Aged eighty-five, in 2007, she was awarded the Premio Neuva Novela Award for her book “Las primas” (‘The Cousins’). It was a book specifically composed for the literary contest arranged by Página/12. She has been dedicating herself recently to earning recognition for her past literary work, and as a result older works are reappearing in newer collections. An example being her 2012 collection “El marido de mi madrastra” is made up of twenty short stories, sixteen of which were previously published in ‘Hadas, brujas y señoritas” in 1997.

The collection “A Thousand Forests in One Acorn” (compiled by Valerie Miles), includes the first English translation of her work, chapter one of “Las primas” (‘The Cousins’). As metioned in my review of this wonderful resource each writer also uses their own words to describe why they have chosen the piece as one of their favourites, they talk about their influences and in some cases answer some questions. Here is the section “Coda” where Venturini is asked a question:

Before leaving for Paris, you received a prize from Borge’s own hands, and later, when you were eighty-five, you won another award form young Argentine writers who considered you one of their own. Narratively, Paris was like and intermezzo between Buenos Aires and Buenos Aires.
I began writing here but I love Paris very much. It was the happiest time of my life, amazing to be in Paris at the height of existentialism. I entered university in 1942 and ended up with a doctorate in Philosophy and Education. Afterward, with the Revolución Libertadora in ’55, I had to leave, and in Paris I specialized in psychology. The French authorities were good enough to give me citizenship and I was able to work. Nothing like what happened to me in Argentina after the fall of Perón, where I was attacked over and over. But no one remembers that and no one talks about it. Because people who went to war don’t talk, the ones who talk are inventing, because if someone told you what actually happened no one would think it was possible. But I went to Paris and that influenced me because I was with the greatest writers. I was with poets like Quasimodo, I took courses with Jean-Paul Sartre and Simone de Beauvoir, I was very close friends with Violette Leduc. We had such beautiful experiences, the nights we’d get together in the Latin Quarter. And now, here, the “youth” prize for Las primas opened the door to many opportunities, the novel has been adapted for the theatre several times and has been translated into many languages.

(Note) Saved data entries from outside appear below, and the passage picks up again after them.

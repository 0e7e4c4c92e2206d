use std::collections::HashSet;
use std::fmt;
use std::str::FromStr;

use chrono::DateTime;
use chrono::Utc;
use uuid::Uuid;

use crate::user::errors::EmailError;
use crate::user::errors::PasswordRuleError;
use crate::user::errors::RoleNameError;
use crate::user::errors::UserIdError;
use crate::user::errors::UsernameError;

/// User aggregate entity.
///
/// Represents a registered account together with its assigned roles.
#[derive(Debug, Clone)]
pub struct User {
    pub id: UserId,
    pub username: Username,
    pub email: EmailAddress,
    pub password_hash: String,
    pub roles: Vec<Role>,
    pub created_at: DateTime<Utc>,
}

impl User {
    /// Canonical names of the assigned roles, sorted for stable output.
    pub fn role_names(&self) -> Vec<String> {
        let mut names: Vec<String> = self
            .roles
            .iter()
            .map(|role| role.name.as_str().to_string())
            .collect();
        names.sort();
        names
    }
}

/// User unique identifier type
#[derive(Debug, Clone, Copy, PartialEq, Eq, Hash)]
pub struct UserId(pub Uuid);

impl UserId {
    /// Generate a new random user ID.
    pub fn new() -> Self {
        Self(Uuid::new_v4())
    }

    /// Parse a user ID from string.
    ///
    /// # Errors
    /// * `InvalidFormat` - String is not a valid UUID
    pub fn from_string(s: &str) -> Result<Self, UserIdError> {
        Uuid::parse_str(s)
            .map(UserId)
            .map_err(|e| UserIdError::InvalidFormat(e.to_string()))
    }
}

impl fmt::Display for UserId {
    fn fmt(&self, f: &mut fmt::Formatter<'_>) -> fmt::Result {
        self.0.fmt(f)
    }
}

/// Username value type
///
/// Ensures username is 3-32 characters and contains only alphanumeric, underscore, and hyphen.
#[derive(Debug, Clone, PartialEq, Eq)]
pub struct Username(String);

impl Username {
    const MIN_LENGTH: usize = 3;
    const MAX_LENGTH: usize = 32;

    /// Create a new valid username.
    ///
    /// # Errors
    /// * `TooShort` - Username shorter than 3 characters
    /// * `TooLong` - Username longer than 32 characters
    /// * `InvalidCharacters` - Contains non-alphanumeric characters (except _ and -)
    pub fn new(username: String) -> Result<Self, UsernameError> {
        let username = Self::with_valid_length(username)?;
        let username = Self::with_valid_chars(username)?;
        Ok(Self(username))
    }

    fn with_valid_length(username: String) -> Result<String, UsernameError> {
        let length = username.len();
        if length < Self::MIN_LENGTH {
            Err(UsernameError::TooShort {
                min: Self::MIN_LENGTH,
                actual: length,
            })
        } else if length > Self::MAX_LENGTH {
            Err(UsernameError::TooLong {
                max: Self::MAX_LENGTH,
                actual: length,
            })
        } else {
            Ok(username)
        }
    }

    fn with_valid_chars(username: String) -> Result<String, UsernameError> {
        if username
            .chars()
            .all(|c| c.is_alphanumeric() || c == '_' || c == '-')
        {
            Ok(username)
        } else {
            Err(UsernameError::InvalidCharacters)
        }
    }

    /// Get username as string slice.
    pub fn as_str(&self) -> &str {
        &self.0
    }
}

impl fmt::Display for Username {
    fn fmt(&self, f: &mut fmt::Formatter<'_>) -> fmt::Result {
        self.0.fmt(f)
    }
}

/// Email address type
///
/// Validates email format using RFC 5322 compliant parser.
#[derive(Debug, Clone, PartialEq, Eq)]
pub struct EmailAddress(String);

impl EmailAddress {
    /// Create a new validated email address.
    ///
    /// # Errors
    /// * `InvalidFormat` - Email does not conform to RFC 5322
    pub fn new(email: String) -> Result<Self, EmailError> {
        email_address::EmailAddress::from_str(&email)
            .map(|_| EmailAddress(email))
            .map_err(|e| EmailError::InvalidFormat(e.to_string()))
    }

    /// Get email as string slice.
    pub fn as_str(&self) -> &str {
        &self.0
    }
}

/// Role entity: a named authorization grant shared by many users.
#[derive(Debug, Clone, PartialEq, Eq)]
pub struct Role {
    pub id: RoleId,
    pub name: RoleName,
}

/// Role unique identifier type
#[derive(Debug, Clone, Copy, PartialEq, Eq, Hash)]
pub struct RoleId(pub Uuid);

impl RoleId {
    /// Generate a new random role ID.
    pub fn new() -> Self {
        Self(Uuid::new_v4())
    }
}

impl fmt::Display for RoleId {
    fn fmt(&self, f: &mut fmt::Formatter<'_>) -> fmt::Result {
        self.0.fmt(f)
    }
}

/// Canonical role names. The set is fixed; rows are created lazily the
/// first time a name is referenced.
#[derive(Debug, Clone, Copy, PartialEq, Eq, Hash)]
pub enum RoleName {
    User,
    Moderator,
    Admin,
}

impl RoleName {
    /// Canonical name as persisted and embedded in tokens.
    pub fn as_str(&self) -> &'static str {
        match self {
            RoleName::User => "ROLE_USER",
            RoleName::Moderator => "ROLE_MODERATOR",
            RoleName::Admin => "ROLE_ADMIN",
        }
    }

    /// Map a requested role name from a signup payload.
    ///
    /// Unrecognized names fall back to the default role rather than failing
    /// the registration.
    pub fn from_request(requested: &str) -> Self {
        match requested {
            "admin" => RoleName::Admin,
            "moderator" => RoleName::Moderator,
            _ => RoleName::User,
        }
    }
}

impl FromStr for RoleName {
    type Err = RoleNameError;

    fn from_str(s: &str) -> Result<Self, Self::Err> {
        match s {
            "ROLE_USER" => Ok(RoleName::User),
            "ROLE_MODERATOR" => Ok(RoleName::Moderator),
            "ROLE_ADMIN" => Ok(RoleName::Admin),
            other => Err(RoleNameError::Unknown(other.to_string())),
        }
    }
}

impl fmt::Display for RoleName {
    fn fmt(&self, f: &mut fmt::Formatter<'_>) -> fmt::Result {
        f.write_str(self.as_str())
    }
}

/// Command to register a new user with domain types.
#[derive(Debug)]
pub struct RegisterUserCommand {
    pub username: Username,
    pub email: EmailAddress,
    pub password: String,
    pub roles: Option<HashSet<String>>,
}

impl RegisterUserCommand {
    const MIN_PASSWORD_LENGTH: usize = 6;
    const MAX_PASSWORD_LENGTH: usize = 128;

    /// Construct a new registration command.
    ///
    /// Username and email arrive already validated; the password rule is
    /// enforced here since the command is the only place the plaintext
    /// exists as a domain value.
    ///
    /// # Errors
    /// * `TooShort` / `TooLong` - Password length outside the allowed range
    pub fn new(
        username: Username,
        email: EmailAddress,
        password: String,
        roles: Option<HashSet<String>>,
    ) -> Result<Self, PasswordRuleError> {
        let length = password.len();
        if length < Self::MIN_PASSWORD_LENGTH {
            return Err(PasswordRuleError::TooShort {
                min: Self::MIN_PASSWORD_LENGTH,
                actual: length,
            });
        }
        if length > Self::MAX_PASSWORD_LENGTH {
            return Err(PasswordRuleError::TooLong {
                max: Self::MAX_PASSWORD_LENGTH,
                actual: length,
            });
        }

        Ok(Self {
            username,
            email,
            password,
            roles,
        })
    }
}

#[cfg(test)]
mod tests {
    use super::*;

    #[test]
    fn test_role_name_from_request() {
        assert_eq!(RoleName::from_request("admin"), RoleName::Admin);
        assert_eq!(RoleName::from_request("moderator"), RoleName::Moderator);
        assert_eq!(RoleName::from_request("user"), RoleName::User);
        assert_eq!(RoleName::from_request("bogus"), RoleName::User);
        assert_eq!(RoleName::from_request(""), RoleName::User);
    }

    #[test]
    fn test_role_name_round_trip() {
        for name in [RoleName::User, RoleName::Moderator, RoleName::Admin] {
            assert_eq!(name.as_str().parse::<RoleName>().unwrap(), name);
        }
        assert!("SUPERUSER".parse::<RoleName>().is_err());
    }

    #[test]
    fn test_register_command_rejects_short_password() {
        let username = Username::new("alice".to_string()).unwrap();
        let email = EmailAddress::new("alice@example.com".to_string()).unwrap();

        let result = RegisterUserCommand::new(username, email, "short".to_string(), None);
        assert!(matches!(result, Err(PasswordRuleError::TooShort { .. })));
    }
}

Sadly, not English. Aurora Venturini’s sole English work available appears in this collection, yes, Chapter one of Las primas. From forty works (the ones mentioned in the ‘bibliography’ of “A Thousand Forests In One Acorn”), and noting the above comments that some works have reappeared in different guises, there is still not a full work of hers available in English!!!

The section of Las primas that we have in the anthology shows deep characterisation, it is the tale of a mentally disabled child, her voice explaining her struggles, her handicapped sister’s woes, and her struggle to be a painter, although recognised as a gifted one. The language is Faulkneresque in style with grammatical errors, these are the words of a child who cannot read nor write but can paint:

I never admitted that I learned to read time when I was twenty. That confession embarrasses and surprises me. It embarrasses and surprises me for reasons you’ll find out later and lots of questions come to mind. One I remember especially: What time is it? Honest truth I couldn’t tell time and clocks frightened me just like the sound of my sister’s wheelchair.
She was even more of an idiot than me but she could read the face of a clock even though she couldn’t read a book. We weren’t typical, never mind normal.

Our translation here was performed by Steve Dolph.


Another shining example of a talented writer, simply ignored by the English speaking world. A writer who was friends with literary greats, a writer who is celebrated in her own country, a writer surely we should know more about. One who is still working, aged 92, isn’t it about time we had access to more than a chapter from a novella?